Cross-Origin Request Blocked with spotify search in Firefox

jaedb / Iris

Discover, explore and manage your music library across multiple sources with this beautiful web-based interface. Iris is a Mopidy frontend extension.

Apache License 2.0

1.13k stars 132 forks source link

Cross-Origin Request Blocked with spotify search in Firefox #609

Closed partofthething closed 4 years ago

partofthething commented 4 years ago

Describe the bug When I search in Firefox for something in spotify, it fails to load and gives CORS errors.

To Reproduce Steps to reproduce the behavior:

Activate Mopidy and Spotify
Go to Iris in a new version of firefox and search on spotify
Check the web developer console
See error

Cross-Origin Request Blocked: The Same Origin Policy disallows reading the remote resource at https://api.spotify.com/v1/search?

Expected behavior It should just search spotify as usual and return results.

Screenshots If applicable, add screenshots to help explain your problem.

Environment details:

OS: Ubuntu Linux 20.04
Browser: Firefox 80.0.1 (64-bit)
Iris version: 3.51.0

Additional context The mopidy http server allows setting allowed_origins and I have this set to:

[http]
hostname = ::
allowed_origins = api.spotify.com:443,

Have tried various versions of this but none seem to work.

Works on Chrome.
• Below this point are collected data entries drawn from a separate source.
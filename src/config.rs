// Tiltwatch - Hardware & System Configuration
// Target: Seeed Studio Xiao ESP32-C3 (RISC-V), LSM303AGR + HT16K33 on one I2C bus

use std::time::Duration;

// ---------------------------------------------------------------------------
// GPIO Pin Definitions (Xiao ESP32-C3 pinout)
// ---------------------------------------------------------------------------
pub const PIN_I2C_SDA: i32 = 6; // D4 - I2C data line
pub const PIN_I2C_SCL: i32 = 7; // D5 - I2C clock line

// ---------------------------------------------------------------------------
// I2C Bus
// ---------------------------------------------------------------------------
pub const I2C_BAUDRATE_KHZ: u32 = 400;
pub const I2C_ADDR_LSM303_ACCEL: u8 = 0x19;
pub const I2C_ADDR_HT16K33: u8 = 0x70;
pub const I2C_TIMEOUT_TICKS: u32 = 1000; // FreeRTOS ticks

// ---------------------------------------------------------------------------
// LED Matrix
// ---------------------------------------------------------------------------
pub const MATRIX_SIZE: u32 = 5; // 5x5 pattern space, top-left corner of an 8x8 HT16K33 panel
pub const MATRIX_BRIGHTNESS: u8 = 0x0F; // 0..=15

// ---------------------------------------------------------------------------
// Task Stack Sizes (bytes) & Priorities (FreeRTOS, higher runs first)
// ---------------------------------------------------------------------------
pub const STACK_SAMPLER: usize = 4096;
pub const STACK_EVALUATOR: usize = 4096;
pub const PRIORITY_SAMPLER: u8 = 6;
pub const PRIORITY_EVALUATOR: u8 = 5;

// ---------------------------------------------------------------------------
// Timing (milliseconds)
// ---------------------------------------------------------------------------
pub const SAMPLE_INTERVAL_MS: u64 = 9;
pub const EVAL_INTERVAL_MS: u64 = 10;
pub const ESCALATION_DEADLINE_MS: u64 = 5000;

// ---------------------------------------------------------------------------
// Classification & Indicator
// ---------------------------------------------------------------------------
pub const TILT_THRESHOLD: u32 = 500; // |X| or |Y| strictly above this is a tilt
pub const INDICATOR_PHASES: u8 = 3;

/// Tunables of the sampling pipeline, gathered so tests can shrink the
/// periods and deadline without touching the logic.
#[derive(Debug, Clone, Copy, PartialEq, Eq)]
pub struct MonitorConfig {
    pub sample_interval: Duration,
    pub eval_interval: Duration,
    pub escalation_deadline: Duration,
    pub tilt_threshold: u32,
}

impl Default for MonitorConfig {
    fn default() -> Self {
        Self {
            sample_interval: Duration::from_millis(SAMPLE_INTERVAL_MS),
            eval_interval: Duration::from_millis(EVAL_INTERVAL_MS),
            escalation_deadline: Duration::from_millis(ESCALATION_DEADLINE_MS),
            tilt_threshold: TILT_THRESHOLD,
        }
    }
}

#[cfg(test)]
mod tests {
    use super::*;

    #[test]
    fn defaults_match_firmware_constants() {
        let config = MonitorConfig::default();
        assert_eq!(config.sample_interval, Duration::from_millis(9));
        assert_eq!(config.eval_interval, Duration::from_millis(10));
        assert_eq!(config.escalation_deadline, Duration::from_secs(5));
        assert_eq!(config.tilt_threshold, 500);
    }
}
I think Firefox is just more serious about enforcing this?

kingosticks commented 4 years ago

I can't address anything in regards to Iris, but I can tell you that Mopidy's http/allowed_origins config is specifically for Mopidy web clients (such as Iris) making requests to Mopidy's HTTP server. It's not related to Iris talking directly to api.spotify.com so you can remove this config.
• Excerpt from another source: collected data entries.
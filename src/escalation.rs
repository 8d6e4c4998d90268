// Tiltwatch - Escalation State Machine
//
// Tracks whether a tilt episode is open and whether it has escalated to the
// terminal Latched state. All transitions go through `transition`, a pure
// function of (phase, event); the evaluator applies the timer commands it
// returns.

use std::sync::atomic::{AtomicBool, Ordering};
use std::sync::Arc;

use crate::events::TiltStatus;

#[derive(Debug, Clone, Copy, PartialEq, Eq, Default)]
pub enum Phase {
    /// No tilt episode open; the escalation timer is cleared.
    #[default]
    Idle,
    /// A tilt episode is open and the escalation timer is counting.
    Open,
    /// Tilt outlasted the deadline. Terminal.
    Latched,
}

#[derive(Debug, Clone, Copy, PartialEq, Eq)]
pub enum Event {
    /// A fresh reading was classified.
    Classified(TiltStatus),
    /// The deadline notification was consumed; carries the tilt status held
    /// on the cycle that observed it.
    Deadline(TiltStatus),
}

/// Side effect the caller must apply to the escalation timer.
#[derive(Debug, Clone, Copy, PartialEq, Eq)]
pub enum TimerCommand {
    Enable,
    Clear,
}

pub fn transition(phase: Phase, event: Event) -> (Phase, Option<TimerCommand>) {
    use self::Event::*;
    use crate::events::TiltStatus::*;

    match (phase, event) {
        (Phase::Latched, _) => (Phase::Latched, None),

        (Phase::Idle, Classified(Tilted)) => (Phase::Open, Some(TimerCommand::Enable)),
        (Phase::Idle, Classified(Level)) => (Phase::Idle, None),
        // The timer is only ever armed while open; a stray notification is dropped.
        (Phase::Idle, Deadline(_)) => (Phase::Idle, None),

        // Already counting: no re-arm, whatever the reading says.
        (Phase::Open, Classified(_)) => (Phase::Open, None),
        (Phase::Open, Deadline(Level)) => (Phase::Idle, Some(TimerCommand::Clear)),
        (Phase::Open, Deadline(Tilted)) => (Phase::Latched, None),
    }
}

/// Escalation state owned by the evaluator.
#[derive(Debug, Default)]
pub struct Escalation {
    phase: Phase,
}

impl Escalation {
    pub fn new() -> Self {
        Self::default()
    }

    pub fn phase(&self) -> Phase {
        self.phase
    }

    /// True while a tilt episode is open (the "has tilted" warning).
    pub fn has_tilted(&self) -> bool {
        self.phase == Phase::Open
    }

    pub fn is_latched(&self) -> bool {
        self.phase == Phase::Latched
    }

    /// Apply `event` and return the timer command it requires.
    pub fn apply(&mut self, event: Event) -> Option<TimerCommand> {
        let (next, command) = transition(self.phase, event);
        if next != self.phase {
            match next {
                Phase::Open => log::info!("Tilt episode opened, escalation timer armed"),
                Phase::Idle => log::info!("Level at deadline, tilt episode closed"),
                Phase::Latched => log::error!("Tilt persisted through deadline, CRITICAL latched"),
            }
        } else if matches!(event, Event::Deadline(_)) && next == Phase::Idle {
            log::warn!("Deadline notification with no open tilt episode, ignored");
        }
        self.phase = next;
        command
    }
}

// ---------------------------------------------------------------------------
// Alarm latch shared with the sampler
// ---------------------------------------------------------------------------

/// Set once by the evaluator when Critical latches; the sampler polls it to
/// stop producing.
#[derive(Debug, Clone, Default)]
pub struct AlarmLatch(Arc<AtomicBool>);

impl AlarmLatch {
    pub fn new() -> Self {
        Self::default()
    }

    pub fn set(&self) {
        self.0.store(true, Ordering::SeqCst);
    }

    pub fn is_set(&self) -> bool {
        self.0.load(Ordering::SeqCst)
    }
}

#[cfg(test)]
mod tests {
    use super::*;
    use proptest::prelude::*;

    use crate::events::TiltStatus::{Level, Tilted};

    #[test]
    fn first_tilt_opens_episode_and_arms_timer() {
        assert_eq!(
            transition(Phase::Idle, Event::Classified(Tilted)),
            (Phase::Open, Some(TimerCommand::Enable))
        );
    }

    #[test]
    fn level_while_idle_changes_nothing() {
        assert_eq!(transition(Phase::Idle, Event::Classified(Level)), (Phase::Idle, None));
    }

    #[test]
    fn open_episode_never_rearms() {
        assert_eq!(transition(Phase::Open, Event::Classified(Tilted)), (Phase::Open, None));
        assert_eq!(transition(Phase::Open, Event::Classified(Level)), (Phase::Open, None));
    }

    #[test]
    fn deadline_while_level_closes_episode() {
        assert_eq!(
            transition(Phase::Open, Event::Deadline(Level)),
            (Phase::Idle, Some(TimerCommand::Clear))
        );
    }

    #[test]
    fn deadline_while_tilted_latches() {
        assert_eq!(transition(Phase::Open, Event::Deadline(Tilted)), (Phase::Latched, None));
    }

    #[test]
    fn stray_deadline_while_idle_is_ignored() {
        assert_eq!(transition(Phase::Idle, Event::Deadline(Tilted)), (Phase::Idle, None));
    }

    #[test]
    fn escalation_tracks_has_tilted() {
        let mut escalation = Escalation::new();
        assert!(!escalation.has_tilted());
        assert_eq!(escalation.apply(Event::Classified(Tilted)), Some(TimerCommand::Enable));
        assert!(escalation.has_tilted());
        assert_eq!(escalation.apply(Event::Classified(Level)), None);
        assert!(escalation.has_tilted());
        assert_eq!(escalation.apply(Event::Deadline(Level)), Some(TimerCommand::Clear));
        assert!(!escalation.has_tilted());
        assert_eq!(escalation.apply(Event::Classified(Tilted)), Some(TimerCommand::Enable));
    }

    #[test]
    fn alarm_latch_is_shared_between_clones() {
        let latch = AlarmLatch::new();
        let observer = latch.clone();
        assert!(!observer.is_set());
        latch.set();
        assert!(observer.is_set());
    }

    fn event_strategy() -> impl Strategy<Value = Event> {
        let tilt = prop_oneof![Just(Level), Just(Tilted)];
        prop_oneof![
            tilt.clone().prop_map(Event::Classified),
            tilt.prop_map(Event::Deadline),
        ]
    }

    proptest! {
        #[test]
        fn latched_is_terminal(events in prop::collection::vec(event_strategy(), 0..200)) {
            let mut phase = Phase::Latched;
            for event in events {
                let (next, command) = transition(phase, event);
                prop_assert_eq!(next, Phase::Latched);
                prop_assert_eq!(command, None);
                phase = next;
            }
        }

        #[test]
        fn timer_enabled_only_when_leaving_idle(
            events in prop::collection::vec(event_strategy(), 0..200),
        ) {
            let mut phase = Phase::Idle;
            for event in events {
                let (next, command) = transition(phase, event);
                if command == Some(TimerCommand::Enable) {
                    prop_assert_eq!(phase, Phase::Idle);
                    prop_assert_eq!(next, Phase::Open);
                }
                phase = next;
            }
        }
    }
}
jaedb commented 4 years ago

I haven't been able to replicate this (I too am on 80.0.1 but Windows 10).

Do you have any custom configuration in your setup, especially around proxies or SSL? What is the URL you're using? If it is http://localhost:6680 then it could be additional security rules for that hostname, which we may not be able to do anything about.

Do any of the other Spotify-connected areas give you the same error? For example New Releases.

partofthething commented 4 years ago

I tried various urls and kept seeing the same issue. Finally I tried with add-ons disabled and it worked. I have lots of privacy add-ons and though I tried disabling them for this site and still saw the issue, disabling them all completely fixes it. So it's not Iris, it's me.

Closing as invalid. Thanks for your help!

roosemberth commented 3 years ago

I'm leaving a note here since I've been hitting this bug. It turns out I was using http://127.0.0.1:6680 to access iris. Using http://localhost:6680 fixed the issue.

blacklight commented 2 years ago

I have lots of privacy add-ons and though I tried disabling them for this site and still saw the issue, disabling them all completely fixes it.

For those who also bumped into this issue, even after explicitly adding api.spotify.com to: allowed_origins: the culprit in my case was the Privacy Badger extension. It interprets the cross-domain call to api.spotify.com like a tracker, so it blocks it regardless of the CORS configuration. Adding a domain exception for the Iris server fixed the issue for me.